## WORK INSTRUCTION
Copy the entries exactly, through the "registered for it." line.
************
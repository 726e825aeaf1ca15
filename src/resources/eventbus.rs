//! Publish/subscribe event bus.
//!
//! The [`EventBus`] is a non-send resource (listeners are `Rc` closures) that
//! maps an event name to the ordered list of listeners registered for it.
//! Listeners receive the event and `&mut World`, so they can read and write
//! any resource, trigger further events or edit the bus itself.
//!
//! # Dispatch
//!
//! - [`trigger_event`] runs every listener for the event's name right away,
//!   in registration order, before returning.
//! - [`queue_event`] defers an event until the next [`drain_queued_events`],
//!   which the engine calls once per frame after the active screen updated.
//!   Queued events are handled in the order they were queued.
//!
//! Dispatch iterates over a snapshot of the listener list. A listener that
//! calls [`EventBus::clear_all`] for the type being dispatched does not cut
//! the current pass short; the removal is seen by the next dispatch.
//!
//! # Scopes
//!
//! Listeners added with [`EventBus::add_event_listener`] belong to the active
//! screen and are dropped by the engine on every screen change. Engine-level
//! listeners use [`EventBus::add_persistent_listener`].
//!
//! # Example
//!
//! ```ignore
//! bus.add_event_listener(PLAYER_DIED, |event, world| {
//!     if let GameEvent::PlayerDied { player_number } = event {
//!         info!("player {player_number} is out");
//!     }
//! });
//! trigger_event(world, GameEvent::PlayerDied { player_number: 1 });
//! ```

use std::cell::RefCell;
use std::collections::VecDeque;
use std::rc::Rc;

use bevy_ecs::prelude::World;
use log::{debug, warn};
use rustc_hash::FxHashMap;

use crate::events::GameEvent;

/// Shared handle to a listener closure.
pub type Listener = Rc<RefCell<dyn FnMut(&GameEvent, &mut World)>>;

/// Lifetime of a registered listener.
#[derive(Debug, Clone, Copy, PartialEq, Eq)]
pub enum ListenerScope {
    /// Removed when the engine switches screens.
    Screen,
    /// Kept until explicitly cleared.
    Persistent,
}

struct Registration {
    scope: ListenerScope,
    listener: Listener,
}

/// Registry of listeners keyed by event name plus the deferred event queue.
#[derive(Default)]
pub struct EventBus {
    listeners: FxHashMap<String, Vec<Registration>>,
    queue: VecDeque<GameEvent>,
}

impl EventBus {
    pub fn new() -> Self {
        Self::default()
    }

    /// Register a screen-scoped listener for `event_type`.
    ///
    /// Registering the same closure twice yields two independent listeners.
    pub fn add_event_listener<F>(&mut self, event_type: impl Into<String>, handler: F)
    where
        F: FnMut(&GameEvent, &mut World) + 'static,
    {
        self.register(event_type.into(), ListenerScope::Screen, handler);
    }

    /// Register a listener that survives screen changes.
    pub fn add_persistent_listener<F>(&mut self, event_type: impl Into<String>, handler: F)
    where
        F: FnMut(&GameEvent, &mut World) + 'static,
    {
        self.register(event_type.into(), ListenerScope::Persistent, handler);
    }

    fn register<F>(&mut self, event_type: String, scope: ListenerScope, handler: F)
    where
        F: FnMut(&GameEvent, &mut World) + 'static,
    {
        debug!("listener added for '{}' ({:?})", event_type, scope);
        let listener: Listener = Rc::new(RefCell::new(handler));
        self.listeners
            .entry(event_type)
            .or_default()
            .push(Registration { scope, listener });
    }

    /// Defer `event` until the next drain point.
    pub fn queue_event(&mut self, event: GameEvent) {
        self.queue.push_back(event);
    }

    /// Remove every listener for `event_type`, whatever its scope.
    pub fn clear_all(&mut self, event_type: &str) {
        if self.listeners.remove(event_type).is_some() {
            debug!("cleared listeners for '{}'", event_type);
        }
    }

    /// Remove all screen-scoped listeners, keeping persistent ones.
    pub fn clear_screen_listeners(&mut self) {
        for registrations in self.listeners.values_mut() {
            registrations.retain(|r| r.scope == ListenerScope::Persistent);
        }
        self.listeners.retain(|_, registrations| !registrations.is_empty());
    }

    /// Drop queued events without dispatching them.
    pub fn clear_queue(&mut self) {
        self.queue.clear();
    }

    pub fn listener_count(&self, event_type: &str) -> usize {
        self.listeners.get(event_type).map_or(0, Vec::len)
    }

    pub fn queued_len(&self) -> usize {
        self.queue.len()
    }

    fn snapshot(&self, event_type: &str) -> Vec<Listener> {
        self.listeners
            .get(event_type)
            .map(|registrations| registrations.iter().map(|r| Rc::clone(&r.listener)).collect())
            .unwrap_or_default()
    }

    fn pop_queued(&mut self) -> Option<GameEvent> {
        self.queue.pop_front()
    }
}

/// Invoke every listener registered for `event` synchronously.
///
/// With no listeners (or no bus in the world) this does nothing.
pub fn trigger_event(world: &mut World, event: GameEvent) {
    let listeners = match world.get_non_send_resource::<EventBus>() {
        Some(bus) => bus.snapshot(event.name()),
        None => {
            warn!("EventBus missing, dropping {:?}", event);
            return;
        }
    };
    if listeners.is_empty() {
        debug!("no listeners for '{}'", event.name());
        return;
    }
    for listener in listeners {
        match listener.try_borrow_mut() {
            Ok(mut handler) => (&mut *handler)(&event, world),
            Err(_) => warn!(
                "listener for '{}' re-entered while running, skipped",
                event.name()
            ),
        }
    }
}

/// Queue `event` on the world's bus.
pub fn queue_event(world: &mut World, event: GameEvent) {
    match world.get_non_send_resource_mut::<EventBus>() {
        Some(mut bus) => bus.queue_event(event),
        None => warn!("EventBus missing, dropping queued {:?}", event),
    }
}

/// Remove every listener for `event_type` on the world's bus.
pub fn clear_all(world: &mut World, event_type: &str) {
    if let Some(mut bus) = world.get_non_send_resource_mut::<EventBus>() {
        bus.clear_all(event_type);
    }
}

/// Register a screen-scoped listener on the world's bus.
pub fn add_event_listener<F>(world: &mut World, event_type: &str, handler: F)
where
    F: FnMut(&GameEvent, &mut World) + 'static,
{
    match world.get_non_send_resource_mut::<EventBus>() {
        Some(mut bus) => bus.add_event_listener(event_type, handler),
        None => warn!("EventBus missing, listener for '{}' not added", event_type),
    }
}

/// Dispatch queued events in FIFO order until the queue is empty.
///
/// Events queued by listeners during the drain are handled in the same
/// drain. Returns the number of events dispatched.
pub fn drain_queued_events(world: &mut World) -> usize {
    let mut dispatched = 0;
    loop {
        let next = world
            .get_non_send_resource_mut::<EventBus>()
            .and_then(|mut bus| bus.pop_queued());
        let Some(event) = next else {
            break;
        };
        trigger_event(world, event);
        dispatched += 1;
    }
    dispatched
}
************
## REPLY TO THE EXERCISE
repository 726e825aeaf1ca15
filename src/resources/eventbus.rs
//! Publish/subscribe event bus.
//!
//! The [`EventBus`] is a non-send resource (listeners are `Rc` closures) that
//! maps an event name to the ordered list of listeners registered for it.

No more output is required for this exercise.